• [EXERCISE]:
Your task is to output the data exactly as it stands.

::::::::::

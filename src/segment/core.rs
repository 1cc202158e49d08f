use super::*;
use crate::consts::{MAX_ABSOLUTE_DIFFERENCE, STRICT_MAX_ABSOLUTE_DIFFERENCE};
use crate::utils::are_points_collinear;

use glam::DVec2;

/// Functionality relating to core `Segment` operations, such as constructors and classification.
impl Segment {
	/// Create a cubic segment from its four control points.
	pub fn new(start: DVec2, handle_start: DVec2, handle_end: DVec2, end: DVec2) -> Self {
		Segment { start, handle_start, handle_end, end }
	}

	/// Create a cubic segment from raw coordinates.
	pub fn from_coordinates(x1: f64, y1: f64, x2: f64, y2: f64, x3: f64, y3: f64, x4: f64, y4: f64) -> Self {
		Segment::new(DVec2::new(x1, y1), DVec2::new(x2, y2), DVec2::new(x3, y3), DVec2::new(x4, y4))
	}

	/// Create a straight segment between two points, with both handles collapsed onto their endpoints.
	pub fn from_line(start: DVec2, end: DVec2) -> Self {
		Segment::new(start, start, end, end)
	}

	/// Return the four control points as an array.
	pub fn get_points(&self) -> [DVec2; 4] {
		[self.start, self.handle_start, self.handle_end, self.end]
	}

	/// Returns true if both handles are collapsed exactly onto their endpoints.
	pub fn is_line_segment(&self) -> bool {
		self.handle_start == self.start && self.handle_end == self.end
	}

	/// Returns true if both handles are collinear with the chord between the endpoints.
	pub fn is_collinear(&self) -> bool {
		are_points_collinear(self.start, self.handle_start, self.end) && are_points_collinear(self.start, self.handle_end, self.end)
	}

	/// Returns true if both handles fall within the axis-aligned box spanned by the endpoints.
	pub fn is_contained(&self) -> bool {
		let min_corner = self.start.min(self.end);
		let max_corner = self.start.max(self.end);
		self.handle_start.cmpge(min_corner).all()
			&& self.handle_start.cmple(max_corner).all()
			&& self.handle_end.cmpge(min_corner).all()
			&& self.handle_end.cmple(max_corner).all()
	}

	/// Returns true if the curve traces the same point set as the straight line between its endpoints.
	/// Handles may be non-degenerate as long as they stay on the chord between the endpoints.
	pub fn is_line_segment_shape(&self) -> bool {
		self.is_line_segment() || (self.is_collinear() && self.is_contained())
	}

	/// Returns true if the maximum perpendicular deviation of either handle from the chord is within `tolerance`.
	/// This is monotone in `tolerance`: a segment flat at some tolerance is flat at every larger one.
	pub fn is_flat(&self, tolerance: f64) -> bool {
		if self.is_line_segment() {
			return true;
		}

		let chord = self.end - self.start;
		let chord_length_squared = chord.length_squared();
		if chord_length_squared <= STRICT_MAX_ABSOLUTE_DIFFERENCE {
			// Degenerate chord, fall back to raw handle excursions from the start point
			return (self.handle_start - self.start).length() <= tolerance && (self.handle_end - self.start).length() <= tolerance;
		}

		let chord_length = chord_length_squared.sqrt();
		let deviation_start = chord.perp_dot(self.handle_start - self.start).abs() / chord_length;
		let deviation_end = chord.perp_dot(self.handle_end - self.start).abs() / chord_length;
		deviation_start <= tolerance && deviation_end <= tolerance
	}

	/// Returns true if the corresponding points of the two segments are within some absolute value difference.
	pub fn abs_diff_eq(&self, other: &Segment, max_abs_diff: f64) -> bool {
		self.get_points().iter().zip(other.get_points().iter()).all(|(a, b)| a.abs_diff_eq(*b, max_abs_diff))
	}

	/// Returns true if the segment is equivalent to a point, that is all four control points coincide.
	pub fn is_point(&self) -> bool {
		let start = self.start;
		self.get_points().iter().all(|point| point.abs_diff_eq(start, MAX_ABSOLUTE_DIFFERENCE))
	}
}

#[cfg(test)]
mod tests {
	use super::*;

	#[test]
	fn test_from_line() {
		let segment = Segment::from_line(DVec2::new(10., 10.), DVec2::new(50., 50.));
		assert!(segment.is_line_segment());
		assert!(segment.is_line_segment_shape());
	}

	#[test]
	fn test_is_line_segment_shape_with_collinear_handles() {
		// Handles on the chord but not on the endpoints still trace a straight line
		let segment = Segment::from_coordinates(0., 0., 25., 25., 75., 75., 100., 100.);
		assert!(!segment.is_line_segment());
		assert!(segment.is_line_segment_shape());

		// Collinear handles outside the endpoint box overshoot the chord
		let overshoot = Segment::from_coordinates(0., 0., 150., 150., 75., 75., 100., 100.);
		assert!(!overshoot.is_line_segment_shape());

		// A real curve is not a line shape
		let curve = Segment::from_coordinates(0., 0., 25., 80., 75., 80., 100., 0.);
		assert!(!curve.is_line_segment_shape());
	}

	#[test]
	fn test_is_flat_monotone_in_tolerance() {
		let segment = Segment::from_coordinates(0., 0., 30., 12., 70., 12., 100., 0.);
		assert!(!segment.is_flat(1.));
		assert!(segment.is_flat(12.5));
		assert!(segment.is_flat(100.));
	}

	#[test]
	fn test_is_flat_degenerate_chord() {
		// Coincident endpoints with a handle loop
		let segment = Segment::from_coordinates(10., 10., 40., 10., 10., 40., 10., 10.);
		assert!(!segment.is_flat(1.));
		assert!(segment.is_flat(50.));
	}

	#[test]
	fn test_is_point() {
		let point = DVec2::new(-11., 66.);
		assert!(Segment::new(point, point, point, point).is_point());
		assert!(!Segment::from_line(point, DVec2::new(0., 0.)).is_point());
	}
}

::::::::::

• [EXERCISE OUTPUT]:
filename src/segment/core.rs
repository 1cc202158e49d08f
use super::*;
use crate::consts::{MAX_ABSOLUTE_DIFFERENCE, STRICT_MAX_ABSOLUTE_DIFFERENCE};
use crate::utils::are_points_collinear;

use glam::DVec2;

/// Functionality relating to core `Segment` operations, such as constructors and classification.
impl Segment {
	/// Create a cubic segment from its four control points.
	pub fn new(start: DVec2, handle_start: DVec2, handle_end: DVec2, end: DVec2) -> Self {
		Segment { start, handle_start, handle_end, end }
	}

	/// Create a cubic segment from raw coordinates.
	pub fn from_coordinates(x1: f64, y1: f64, x2: f64, y2: f64, x3: f64, y3: f64, x4: f64, y4: f64) -> Self {
		Segment::new(DVec2::new(x1, y1), DVec2::new(x2, y2), DVec2::new(x3, y3), DVec2::new(x4, y4))
	}

	/// Create a straight segment between two points, with both handles collapsed onto their endpoints.
	pub fn from_line(start: DVec2, end: DVec2) -> Self {
		Segment::new(start, start, end, end)
	}

	/// Return the four control points as an array.
	pub fn get_points(&self) -> [DVec2; 4] {
		[self.start, self.handle_start, self.handle_end, self.end]
	}

	/// Returns true if both handles are collapsed exactly onto their endpoints.
	pub fn is_line_segment(&self) -> bool {
		self.handle_start == self.start && self.handle_end == self.end
	}

	/// Returns true if both handles are collinear with the chord between the endpoints.
	pub fn is_collinear(&self) -> bool {
		are_points_collinear(self.start, self.handle_start, self.end) && are_points_collinear(self.start, self.handle_end, self.end)
	}

	/// Returns true if both handles fall within the axis-aligned box spanned by the endpoints.
	pub fn is_contained(&self) -> bool {
		let min_corner = self.start.min(self.end);
		let max_corner = self.start.max(self.end);
		self.handle_start.cmpge(min_corner).all()
			&& self.handle_start.cmple(max_corner).all()
			&& self.handle_end.cmpge(min_corner).all()
			&& self.handle_end.cmple(max_corner).all()
	}

	/// Returns true if the curve traces the same point set as the straight line between its endpoints.
	/// Handles may be non-degenerate as long as they stay on the chord between the endpoints.
	pub fn is_line_segment_shape(&self) -> bool {
		self.is_line_segment() || (self.is_collinear() && self.is_contained())
	}

	/// Returns true if the maximum perpendicular deviation of either handle from the chord is within `tolerance`.
	/// This is monotone in `tolerance`: a segment flat at some tolerance is flat at every larger one.
	pub fn is_flat(&self, tolerance: f64) -> bool {
		if self.is_line_segment() {
			return true;
		}

		let chord = self.end - self.start;
		let chord_length_squared = chord.length_squared();
		if chord_length_squared <= STRICT_MAX_ABSOLUTE_DIFFERENCE {
			// Degenerate chord, fall back to raw handle excursions from the start point
			return (self.handle_start - self.start).length() <= tolerance && (self.handle_end - self.start).length() <= tolerance;
		}

		let chord_length = chord_length_squared.sqrt();
		let deviation_start = chord.perp_dot(self.handle_start - self.start).abs() / chord_length;
		let deviation_end = chord.perp_dot(self.handle_end - self.start).abs() / chord_length;
		deviation_start <= tolerance && deviation_end <= tolerance
	}

	/// Returns true if the corresponding points of the two segments are within some absolute value difference.
	pub fn abs_diff_eq(&self, other: &Segment, max_abs_diff: f64) -> bool {
		self.get_points().iter().zip(other.get_points().iter()).all(|(a, b)| a.abs_diff_eq(*b, max_abs_diff))
	}

	/// Returns true if the segment is equivalent to a point, that is all four control points coincide.
	pub fn is_point(&self) -> bool {
		let start = self.start;
		self.get_points().iter().all(|point| point.abs_diff_eq(start, MAX_ABSOLUTE_DIFFERENCE))
	}
}

#[cfg(test)]
mod tests {
	use super::*;

	#[test]
	fn test_from_line() {
		let segment = Segment::from_line(DVec2::new(10., 10.), DVec2::new(50., 50.));
		assert!(segment.is_line_segment());
		assert!(segment.is_line_segment_shape());
	}

	#[test]
	fn test_is_line_segment_shape_with_collinear_handles() {
		// Handles on the chord but not on the endpoints still trace a straight line
		let segment = Segment::from_coordinates(0., 0., 25., 25., 75., 75., 100., 100.);
		assert!(!segment.is_line_segment());
		assert!(segment.is_line_segment_shape());

		// Collinear handles outside the endpoint box overshoot the chord
		let overshoot = Segment::from_coordinates(0., 0., 150., 150., 75., 75., 100., 100.);
		assert!(!overshoot.is_line_segment_shape());

		// A real curve is not a line shape
		let curve = Segment::from_coordinates(0., 0., 25., 80., 75., 80., 100., 0.);
		assert!(!curve.is_line_segment_shape());
	}

	#[test]
	fn test_is_flat_monotone_in_tolerance() {
		let segment = Segment::from_coordinates(0., 0., 30., 12., 70., 12., 100., 0.);
		assert!(!segment.is_flat(1.));
		assert!(segment.is_flat(12.5));
		assert!(segment.is_flat(100.));
	}

	#[test]
	fn test_is_flat_degenerate_chord() {
		// Coincident endpoints with a handle loop
		let segment = Segment::from_coordinates(10., 10., 40., 10., 10., 40., 10., 10.);
		assert!(!segment.is_flat(1.));
		assert!(segment.is_flat(50.));
	}

	#[test]
	fn test_is_point() {
		let point = DVec2::new(-11., 66.);
		assert!(Segment::new(point, point, point, point).is_point());
		assert!(!Segment::from_line(point, DVec2::new(0., 0.)).is_point());
	}
}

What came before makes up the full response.